The Staircase Girls Read online

Page 15


  With his softer voice Ann thought she’d misheard him, but hoped she hadn’t. ‘Are you asking me to marry you, Fred Adams?’ she shouted.

  ‘Yes, I am!’ he barked back.

  The whole cinema audience burst into applause. Embarrassed and excited, Ann buried her head in Fred’s shoulder as he laughed with delight. So it was decided. Ann would be moving in with his family in Waterbeach when they got married, and that was the last time they talked about Ann working at the colleges.

  As much to save money as it was a romantic idea, Ann and Fred had a double wedding with Bet and Barrel at St Luke’s church, Cambridge, in the summer of 1947. ‘It’s a lovely do,’ Rene was almost crying as she and her now married sisters stood in their backyard on Histon Road, having a quiet moment. ‘I can’t believe Mum said it was OK to use the front room for the reception! Dad did you proud, didn’t he?’

  ‘It’s all been lovely, Rene.’ Bet rubbed her sister’s shoulder gently.

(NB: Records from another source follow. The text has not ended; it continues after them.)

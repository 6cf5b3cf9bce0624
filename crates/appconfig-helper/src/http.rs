//! HTTP transport for the AppConfig Data API.
//!
//! The client speaks the two calls the refresh engine needs:
//! `StartConfigurationSession`, which exchanges the application/environment/
//! profile triple for an initial poll token, and `GetLatestConfiguration`,
//! which long-polls with that token. Requests are not SigV4-signed, so this
//! client targets AppConfig-compatible endpoints configured explicitly (a
//! local emulator, a signing sidecar, a test server). Calls to the AWS service
//! itself go through [`crate::sdk::AppConfigDataClient`]. Static credentials
//! can still be injected through the rotatable header map.

use std::borrow::Cow;
use std::sync::Arc;
use std::time::Duration;

use async_trait::async_trait;
use reqwest::header::{HeaderMap, HeaderName, HeaderValue, AUTHORIZATION, CONTENT_TYPE, USER_AGENT};
use reqwest::{Client, Method, StatusCode};
use serde::{Deserialize, Serialize};
use thiserror::Error;
use tokio::sync::RwLock;

use crate::client::{
    session_poll_interval, ConfigTarget, FetchError, FetchRequest, FetchResponse, PollToken,
    RemoteConfigClient,
};

/// Endpoint starting a configuration session.
const SESSION_ENDPOINT: &str = "/configurationsessions";
/// Endpoint returning the latest configuration for a poll token.
const CONFIGURATION_ENDPOINT: &str = "/configuration";
/// Query parameter carrying the poll token.
const TOKEN_QUERY_PARAM: &str = "configuration_token";
/// Response header carrying the token for the next poll.
const NEXT_TOKEN_HEADER: &str = "next-poll-configuration-token";
/// Response header carrying the service's recommended poll interval.
const NEXT_INTERVAL_HEADER: &str = "next-poll-interval-in-seconds";
/// Response header carrying the version label of the returned document.
const VERSION_LABEL_HEADER: &str = "version-label";
/// Session-token header used with temporary AWS credentials.
const SECURITY_TOKEN_HEADER: &str = "x-amz-security-token";

/// Additional options governing how the HTTP client is constructed.
#[derive(Debug, Clone, Copy, Default)]
pub struct HttpClientOptions {
    /// Whether plaintext (HTTP) endpoints are allowed.
    pub allow_plaintext: bool,
    /// Whether TLS certificate validation should be skipped.
    pub accept_invalid_certs: bool,
}

/// Error taxonomy for the AppConfig Data API.
#[derive(Debug, Error)]
pub enum HttpError {
    /// Credentials were rejected (401/403).
    #[error("unauthorized - credentials rejected by the configuration service: status {0}")]
    Unauthorized(u16),
    /// The service is throttling this client (429).
    #[error("throttled by the configuration service")]
    Throttled,
    /// The request was rejected as invalid (400), typically an expired or
    /// already used poll token.
    #[error("bad request: {0}")]
    BadRequest(String),
    /// Any other 4xx or unexpected 3xx status (e.g. unknown application).
    #[error("request rejected: status {0}")]
    Rejected(u16),
    /// Backend reported a temporary failure (5xx).
    #[error("transient backend error: status {0}")]
    Retryable(u16),
    /// The provided URL violates the required transport policy.
    #[error("insecure base url requires explicit opt-in: {0}")]
    InsecureUrl(String),
    /// A header could not be encoded.
    #[error("invalid header value for {0}")]
    InvalidHeader(&'static str),
    /// The request did not complete in time.
    #[error("request timed out")]
    Timeout,
    /// Transport-level issue (DNS, TLS, socket, etc.).
    #[error("transport error: {0}")]
    Transport(#[source] reqwest::Error),
    /// A JSON payload could not be encoded or decoded.
    #[error("failed to decode response payload: {0}")]
    Decode(#[from] serde_json::Error),
}

impl From<reqwest::Error> for HttpError {
    fn from(err: reqwest::Error) -> Self {
        if err.is_timeout() {
            Self::Timeout
        } else {
            Self::Transport(err)
        }
    }
}

#[derive(Debug, Serialize)]
#[serde(rename_all = "PascalCase")]
struct StartSessionRequest<'a> {
    application_identifier: &'a str,
    environment_identifier: &'a str,
    configuration_profile_identifier: &'a str,
    required_minimum_poll_interval_in_seconds: u64,
}

#[derive(Debug, Deserialize)]
#[serde(rename_all = "PascalCase")]
struct StartSessionResponse {
    initial_configuration_token: Option<String>,
}

/// HTTP client encapsulating a reusable `reqwest::Client`, base URL, and headers.
#[derive(Debug, Clone)]
pub struct HttpClient {
    client: Client,
    base_url: String,
    /// Shared header map guarded by a read/write lock for credential rotation.
    headers: Arc<RwLock<HeaderMap>>,
}

impl HttpClient {
    /// Builds a client with its own connection pool.
    pub fn new(
        base_url: impl Into<String>,
        client_id: &str,
        options: HttpClientOptions,
    ) -> Result<Self, HttpError> {
        let client = Client::builder()
            .danger_accept_invalid_certs(options.accept_invalid_certs)
            .build()?;
        Self::with_client(client, base_url, client_id, options)
    }

    /// Wraps a caller-provided `reqwest::Client` (for instance one configured
    /// with a signing proxy or custom TLS roots).
    pub fn with_client(
        client: Client,
        base_url: impl Into<String>,
        client_id: &str,
        options: HttpClientOptions,
    ) -> Result<Self, HttpError> {
        let base_url = base_url.into().trim_end_matches('/').to_string();
        if !options.allow_plaintext && base_url.starts_with("http://") {
            return Err(HttpError::InsecureUrl(base_url));
        }

        let mut headers = HeaderMap::new();
        headers.insert(
            USER_AGENT,
            HeaderValue::from_str(&user_agent(client_id))
                .map_err(|_| HttpError::InvalidHeader("user-agent"))?,
        );

        Ok(Self {
            client,
            base_url,
            headers: Arc::new(RwLock::new(headers)),
        })
    }

    /// Returns the base URL currently configured for the client.
    pub fn base_url(&self) -> &str {
        &self.base_url
    }

    /// Updates or clears the `Authorization` header.
    pub async fn update_authorization(&self, value: Option<&str>) -> Result<(), HttpError> {
        self.update_header(AUTHORIZATION, value, "authorization")
            .await
    }

    /// Updates or clears the session-token header used with temporary credentials.
    pub async fn update_security_token(&self, value: Option<&str>) -> Result<(), HttpError> {
        self.update_header(
            HeaderName::from_static(SECURITY_TOKEN_HEADER),
            value,
            SECURITY_TOKEN_HEADER,
        )
        .await
    }

    async fn update_header(
        &self,
        name: HeaderName,
        value: Option<&str>,
        label: &'static str,
    ) -> Result<(), HttpError> {
        let mut headers = self.headers.write().await;
        match value {
            Some(value) => {
                headers.insert(
                    name,
                    HeaderValue::from_str(value).map_err(|_| HttpError::InvalidHeader(label))?,
                );
            }
            None => {
                headers.remove(name);
            }
        }
        Ok(())
    }

    /// Opens a configuration session and returns its initial poll token.
    pub async fn start_session(
        &self,
        target: &ConfigTarget,
        required_min_poll_interval: Duration,
        timeout: Duration,
    ) -> Result<PollToken, FetchError> {
        let interval = session_poll_interval(required_min_poll_interval);
        let body = serde_json::to_vec(&StartSessionRequest {
            application_identifier: &target.application,
            environment_identifier: &target.environment,
            configuration_profile_identifier: &target.profile,
            required_minimum_poll_interval_in_seconds: interval.as_secs(),
        })
        .map_err(HttpError::Decode)?;

        let response = self
            .send_request(Method::POST, SESSION_ENDPOINT, &[], Some(body), timeout)
            .await?;
        let bytes = response.bytes().await.map_err(HttpError::from)?;
        let session: StartSessionResponse =
            serde_json::from_slice(&bytes).map_err(HttpError::Decode)?;
        session
            .initial_configuration_token
            .filter(|token| !token.is_empty())
            .map(PollToken::new)
            .ok_or(FetchError::MissingPollToken)
    }

    /// Long-polls for the configuration associated with `token`.
    ///
    /// `fresh_session` marks tokens obtained from [`HttpClient::start_session`];
    /// the service must return a document for those.
    pub async fn latest_configuration(
        &self,
        token: &PollToken,
        fresh_session: bool,
        timeout: Duration,
    ) -> Result<FetchResponse, FetchError> {
        let response = self
            .send_request(
                Method::GET,
                CONFIGURATION_ENDPOINT,
                &[(TOKEN_QUERY_PARAM, token.as_str())],
                None,
                timeout,
            )
            .await?;

        let headers = response.headers().clone();
        let content = response.bytes().await.map_err(HttpError::from)?;
        FetchResponse::from_parts(
            content,
            header_str(&headers, CONTENT_TYPE.as_str()),
            header_str(&headers, NEXT_TOKEN_HEADER),
            header_str(&headers, NEXT_INTERVAL_HEADER)
                .and_then(|value| value.trim().parse::<u64>().ok())
                .map(Duration::from_secs),
            header_str(&headers, VERSION_LABEL_HEADER),
            fresh_session,
        )
    }

    /// Attaches headers, sends the request, and classifies the HTTP status.
    async fn send_request(
        &self,
        method: Method,
        path: &str,
        query: &[(&str, &str)],
        body: Option<Vec<u8>>,
        timeout: Duration,
    ) -> Result<reqwest::Response, HttpError> {
        let url = format!("{}{}", self.base_url, path);
        // Clone headers under read lock so we do not hold the lock across await points.
        let headers = self.headers.read().await.clone();
        tracing::debug!(
            method = %method,
            url = %url,
            headers = ?redact_headers(&headers),
            body_len = body.as_ref().map_or(0, Vec::len),
            "appconfig HTTP request"
        );

        let mut builder = self
            .client
            .request(method.clone(), url.clone())
            .headers(headers)
            .timeout(timeout);
        if !query.is_empty() {
            builder = builder.query(query);
        }
        if let Some(bytes) = body {
            builder = builder
                .header(CONTENT_TYPE, HeaderValue::from_static("application/json"))
                .body(bytes);
        }
        let response = builder.send().await?;
        let status = response.status();

        if !status.is_success() {
            let body_bytes = response.bytes().await.unwrap_or_default();
            let preview = truncate_preview_text(String::from_utf8_lossy(&body_bytes));
            tracing::debug!(
                method = %method,
                url = %url,
                status = %status,
                body = %preview,
                "appconfig HTTP response"
            );
            return Err(classify_status(status, &body_bytes));
        }

        tracing::debug!(
            method = %method,
            url = %url,
            status = %status,
            "appconfig HTTP response"
        );
        Ok(response)
    }
}

#[async_trait]
impl RemoteConfigClient for HttpClient {
    async fn fetch(&self, request: &FetchRequest) -> Result<FetchResponse, FetchError> {
        let (token, fresh_session) = match &request.poll_token {
            Some(token) => (token.clone(), false),
            None => {
                tracing::debug!(
                    application = %request.target.application,
                    environment = %request.target.environment,
                    profile = %request.target.profile,
                    "appconfig: starting configuration session"
                );
                let token = self
                    .start_session(
                        &request.target,
                        request.required_min_poll_interval,
                        request.timeout,
                    )
                    .await?;
                (token, true)
            }
        };
        self.latest_configuration(&token, fresh_session, request.timeout)
            .await
    }
}

fn user_agent(client_id: &str) -> String {
    format!(
        "appconfig-helper/{} (client {})",
        env!("CARGO_PKG_VERSION"),
        client_id
    )
}

fn header_str(headers: &HeaderMap, name: &str) -> Option<String> {
    headers
        .get(name)
        .and_then(|value| value.to_str().ok())
        .map(str::to_string)
}

/// Maps a non-success HTTP status (and its body) to the error taxonomy.
fn classify_status(status: StatusCode, body: &[u8]) -> HttpError {
    match status {
        StatusCode::BAD_REQUEST => HttpError::BadRequest(error_message(body)),
        StatusCode::UNAUTHORIZED | StatusCode::FORBIDDEN => {
            HttpError::Unauthorized(status.as_u16())
        }
        StatusCode::TOO_MANY_REQUESTS => HttpError::Throttled,
        _ if status.is_server_error() => HttpError::Retryable(status.as_u16()),
        _ => HttpError::Rejected(status.as_u16()),
    }
}

/// Extracts the service's error message from an error body.
fn error_message(body: &[u8]) -> String {
    #[derive(Deserialize)]
    struct ErrorBody {
        #[serde(alias = "Message")]
        message: Option<String>,
    }

    match serde_json::from_slice::<ErrorBody>(body) {
        Ok(ErrorBody {
            message: Some(message),
        }) => message,
        _ if body.is_empty() => "no details provided".to_string(),
        _ => truncate_preview_text(String::from_utf8_lossy(body)),
    }
}

/// Returns a redacted view of request headers suitable for debug logging.
fn redact_headers(headers: &HeaderMap) -> Vec<(String, String)> {
    const SENSITIVE_HEADERS: [&str; 2] = ["authorization", SECURITY_TOKEN_HEADER];

    headers
        .iter()
        .map(|(name, value)| {
            let lower = name.as_str().to_ascii_lowercase();
            let display = if SENSITIVE_HEADERS.contains(&lower.as_str()) {
                "<redacted>".to_string()
            } else {
                value
                    .to_str()
                    .map(|s| s.to_string())
                    .unwrap_or_else(|_| "<non-utf8>".to_string())
            };
            (lower, display)
        })
        .collect()
}

fn truncate_preview_text(text: Cow<'_, str>) -> String {
    const MAX_CHARS: usize = 512;
    let mut chars = text.chars();
    let mut preview = String::new();
    for _ in 0..MAX_CHARS {
        match chars.next() {
            Some(ch) => preview.push(ch),
            None => return preview,
        }
    }
    if chars.next().is_some() {
        preview.push('…');
    }
    preview
}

  ‘You know he cooked all that food and made the cake? Didn’t ask for any help,’ Rene continued, as they looked through the window at Jack, who was taking a break from playing the piano and leading dances to share a beer with Fred, Barrel and Derek – who was clearly drunk. ‘Are you going to be alright out in the sticks, Nance?’ Bet looked squarely at her big sister, who shrugged her shoulders. ‘ ’Course we will, I’m more worried about you and Barrel being here with Mum and Dad. I don’t want there to be loads of arguments with Mum telling you what to do all the time.’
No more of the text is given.